Earlier this year, Attorney General Bob Ferguson’s Antitrust Division began investigating a practice in fast-food chain contracts called “no-poach” clauses. These clauses prevent workers from moving to another of the chain’s franchise locations to earn a better paycheck — causing employees at fast-food restaurants to experience restricted mobility and stagnant wages thanks to decreased competition.

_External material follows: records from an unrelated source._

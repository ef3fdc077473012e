//! # emu16
//!
//! An emulator for a small 16-bit register machine.
//!
//! Programs live in a 64 KiB code segment and operate on a separate 64 KiB
//! data segment. The [`Cpu`] fetches two-byte instruction words, decodes the
//! opcode and operand specifier, and executes until a `STOP` instruction or a
//! fault.

pub mod cpu;
pub mod image;

// Re-export commonly used types
pub use cpu::{
    Cpu, CpuError, CpuState, Fault, FaultKind, Flags, Instruction, Memory, Opcode, Registers,
    Snapshot, Width,
};
pub use image::{load_image, ImageError};
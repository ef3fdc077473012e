//! Arithmetic and logic operations.
//!
//! Each operation works on operands of the given width (zero-extended into a
//! `u16`), updates only the flags it is defined to touch, and returns the
//! result truncated to that width.

use crate::cpu::registers::Width;
use crate::cpu::Flags;

#[inline]
fn wrap(width: Width, val: u32) -> u16 {
    (val & width.mask()) as u16
}

/// `a + b`. Sets carry on unsigned overflow and zero on the wrapped result.
pub fn add(flags: &mut Flags, width: Width, a: u16, b: u16) -> u16 {
    let sum = (a as u32 & width.mask()) + (b as u32 & width.mask());
    let res = wrap(width, sum);
    flags.set_carry(sum > width.mask());
    flags.set_zero(res == 0);
    res
}

/// `a + 1`, flagged like [`add`].
pub fn inc(flags: &mut Flags, width: Width, a: u16) -> u16 {
    add(flags, width, a, 1)
}

/// `a - b`. Sets negative when `a < b` and zero on the wrapped result.
pub fn sub(flags: &mut Flags, width: Width, a: u16, b: u16) -> u16 {
    let diff = (a as u32 & width.mask()) as i32 - (b as u32 & width.mask()) as i32;
    let res = wrap(width, diff as u32);
    flags.set_negative(diff < 0);
    flags.set_zero(res == 0);
    res
}

/// `a - 1`, flagged like [`sub`].
pub fn dec(flags: &mut Flags, width: Width, a: u16) -> u16 {
    sub(flags, width, a, 1)
}

/// Compare `a` with `b`: flags as for [`sub`], result discarded.
pub fn cmp(flags: &mut Flags, width: Width, a: u16, b: u16) {
    sub(flags, width, a, b);
}

/// Double-width product, returned as `(low, high)` halves.
///
/// Carry is set if the product does not fit in twice the width, zero if the
/// product is zero and overflow if the high half is non-zero.
pub fn mul(flags: &mut Flags, width: Width, a: u16, b: u16) -> (u16, u16) {
    let prod = (a as u64 & width.mask() as u64) * (b as u64 & width.mask() as u64);
    let double_mask = (1u64 << (width.bits() * 2)) - 1;
    let low = wrap(width, prod as u32);
    let high = wrap(width, (prod >> width.bits()) as u32);

    flags.set_carry(prod > double_mask);
    flags.set_zero(prod == 0);
    flags.set_overflow(high != 0);
    (low, high)
}

/// Unsigned division, returned as `(quotient, remainder)`.
///
/// Returns `None` without touching the flags if `b` is zero. Otherwise sets
/// zero if the quotient is zero and carry if the remainder is non-zero.
pub fn div(flags: &mut Flags, width: Width, a: u16, b: u16) -> Option<(u16, u16)> {
    let a = wrap(width, a as u32);
    let b = wrap(width, b as u32);
    let quot = a.checked_div(b)?;
    let rem = a % b;

    flags.set_zero(quot == 0);
    flags.set_carry(rem != 0);
    Some((quot, rem))
}

fn logic(flags: &mut Flags, width: Width, val: u32) -> u16 {
    let res = wrap(width, val);
    flags.set_zero(res == 0);
    res
}

pub fn not(flags: &mut Flags, width: Width, a: u16) -> u16 {
    logic(flags, width, !(a as u32))
}

pub fn and(flags: &mut Flags, width: Width, a: u16, b: u16) -> u16 {
    logic(flags, width, (a & b) as u32)
}

pub fn or(flags: &mut Flags, width: Width, a: u16, b: u16) -> u16 {
    logic(flags, width, (a | b) as u32)
}

pub fn xor(flags: &mut Flags, width: Width, a: u16, b: u16) -> u16 {
    logic(flags, width, (a ^ b) as u32)
}

/// Logical shift left by one bit.
pub fn shl(flags: &mut Flags, width: Width, a: u16) -> u16 {
    logic(flags, width, (a as u32) << 1)
}

/// Logical shift right by one bit.
pub fn shr(flags: &mut Flags, width: Width, a: u16) -> u16 {
    logic(flags, width, (a as u32 & width.mask()) >> 1)
}
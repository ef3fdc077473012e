//! The flags register.
//!
//! Only the low five bits carry meaning. The remaining bits are reserved but
//! kept as written, since the whole word is addressable as register 6.

use serde::{Deserialize, Serialize};

#[derive(Clone, Copy, Default, PartialEq, Eq, Serialize, Deserialize)]
pub struct Flags(u16);

impl Flags {
    pub const ZERO_SHIFT: u16 = 0;
    pub const NEGATIVE_SHIFT: u16 = 1;
    pub const CARRY_SHIFT: u16 = 2;
    pub const OVERFLOW_SHIFT: u16 = 3;
    pub const INT_ENABLE_SHIFT: u16 = 4;

    pub const Z: u16 = 0x1 << Self::ZERO_SHIFT;
    pub const N: u16 = 0x1 << Self::NEGATIVE_SHIFT;
    pub const C: u16 = 0x1 << Self::CARRY_SHIFT;
    pub const V: u16 = 0x1 << Self::OVERFLOW_SHIFT;
    pub const I: u16 = 0x1 << Self::INT_ENABLE_SHIFT;

    const ARITH_MASK: u16 = Self::Z | Self::N | Self::C | Self::V;

    pub fn new() -> Flags {
        Default::default()
    }

    pub fn from_bits(raw: u16) -> Self {
        Flags(raw)
    }

    pub fn bits(&self) -> u16 {
        self.0
    }

    fn get(&self, mask: u16) -> bool {
        (self.0 & mask) != 0
    }

    fn set(&mut self, mask: u16, val: bool) {
        if val {
            self.0 |= mask;
        } else {
            self.0 &= !mask;
        }
    }

    pub fn zero(&self) -> bool {
        self.get(Self::Z)
    }

    pub fn set_zero(&mut self, val: bool) {
        self.set(Self::Z, val);
    }

    pub fn negative(&self) -> bool {
        self.get(Self::N)
    }

    pub fn set_negative(&mut self, val: bool) {
        self.set(Self::N, val);
    }

    pub fn carry(&self) -> bool {
        self.get(Self::C)
    }

    pub fn set_carry(&mut self, val: bool) {
        self.set(Self::C, val);
    }

    pub fn overflow(&self) -> bool {
        self.get(Self::V)
    }

    pub fn set_overflow(&mut self, val: bool) {
        self.set(Self::V, val);
    }

    pub fn int_enable(&self) -> bool {
        self.get(Self::I)
    }

    pub fn set_int_enable(&mut self, val: bool) {
        self.set(Self::I, val);
    }

    /// Clear zero, negative, carry and overflow. Interrupt-enable is untouched.
    pub fn clear_arithmetic(&mut self) {
        self.0 &= !Self::ARITH_MASK;
    }
}

impl std::fmt::Debug for Flags {
    fn fmt(&self, f: &mut std::fmt::Formatter<'_>) -> std::fmt::Result {
        let bit = |set: bool, c: char| if set { c } else { '-' };
        write!(
            f,
            "Flags({}{}{}{}{})",
            bit(self.int_enable(), 'I'),
            bit(self.overflow(), 'V'),
            bit(self.carry(), 'C'),
            bit(self.negative(), 'N'),
            bit(self.zero(), 'Z'),
        )
    }
}

#[cfg(test)]
mod tests {
    use super::*;

    #[test]
    fn test_bit_positions() {
        let mut f = Flags::new();
        f.set_zero(true);
        assert_eq!(f.bits(), 0b00001);
        f.set_negative(true);
        assert_eq!(f.bits(), 0b00011);
        f.set_carry(true);
        assert_eq!(f.bits(), 0b00111);
        f.set_overflow(true);
        assert_eq!(f.bits(), 0b01111);
        f.set_int_enable(true);
        assert_eq!(f.bits(), 0b11111);

        f.set_carry(false);
        assert_eq!(f.bits(), 0b11011);
        assert!(!f.carry());
    }

    #[test]
    fn test_clear_arithmetic_keeps_int_enable() {
        let mut f = Flags::from_bits(0xFFFF);
        f.clear_arithmetic();
        assert!(!f.zero() && !f.negative() && !f.carry() && !f.overflow());
        assert!(f.int_enable());
        assert_eq!(f.bits(), 0xFFF0);
    }

    #[test]
    fn test_debug_format() {
        let f = Flags::from_bits(Flags::Z | Flags::C);
        assert_eq!(format!("{:?}", f), "Flags(--C-Z)");
    }
}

This practice has long been customary in the fast-food industry but is directly in violation of the antitrust provisions in the state Consumer Protection Act. Yesterday, Ferguson announced that seven large, corporate fast-food chains are required to end their no-poach practices immediately or be faced with a lawsuit from the Washington State Attorney General’s Office. The seven companies — McDonalds, Carl’s Jr., Jimmy John’s, Arby’s, Buffalo Wild Wings, Cinnabon, and Auntie Anne’s — have agreed to amend all no-poach clauses in their Washington contracts in the next 120 days.

Ferguson’s requests apply to all nationwide locations, as well: The companies are required to eliminate no-poach language from contracts as they come up for renewal, and until then, the clause cannot be enforced. This action will immediately affect tens of thousands of low-wage fast-food employees at over 25,000 locations nationwide, including those in Puerto Rico.

“Companies must compete for workers just like they compete for customers,” said Ferguson. “They cannot manipulate the market to keep wages low. My goal is to unrig a system that suppresses wages in the fast food industry.”

Ferguson is now investigating other corporations that use no-poach clauses, and he expects that there will be more fast-food chains that agree to remove these clauses from their contracts to avoid a lawsuit in the future.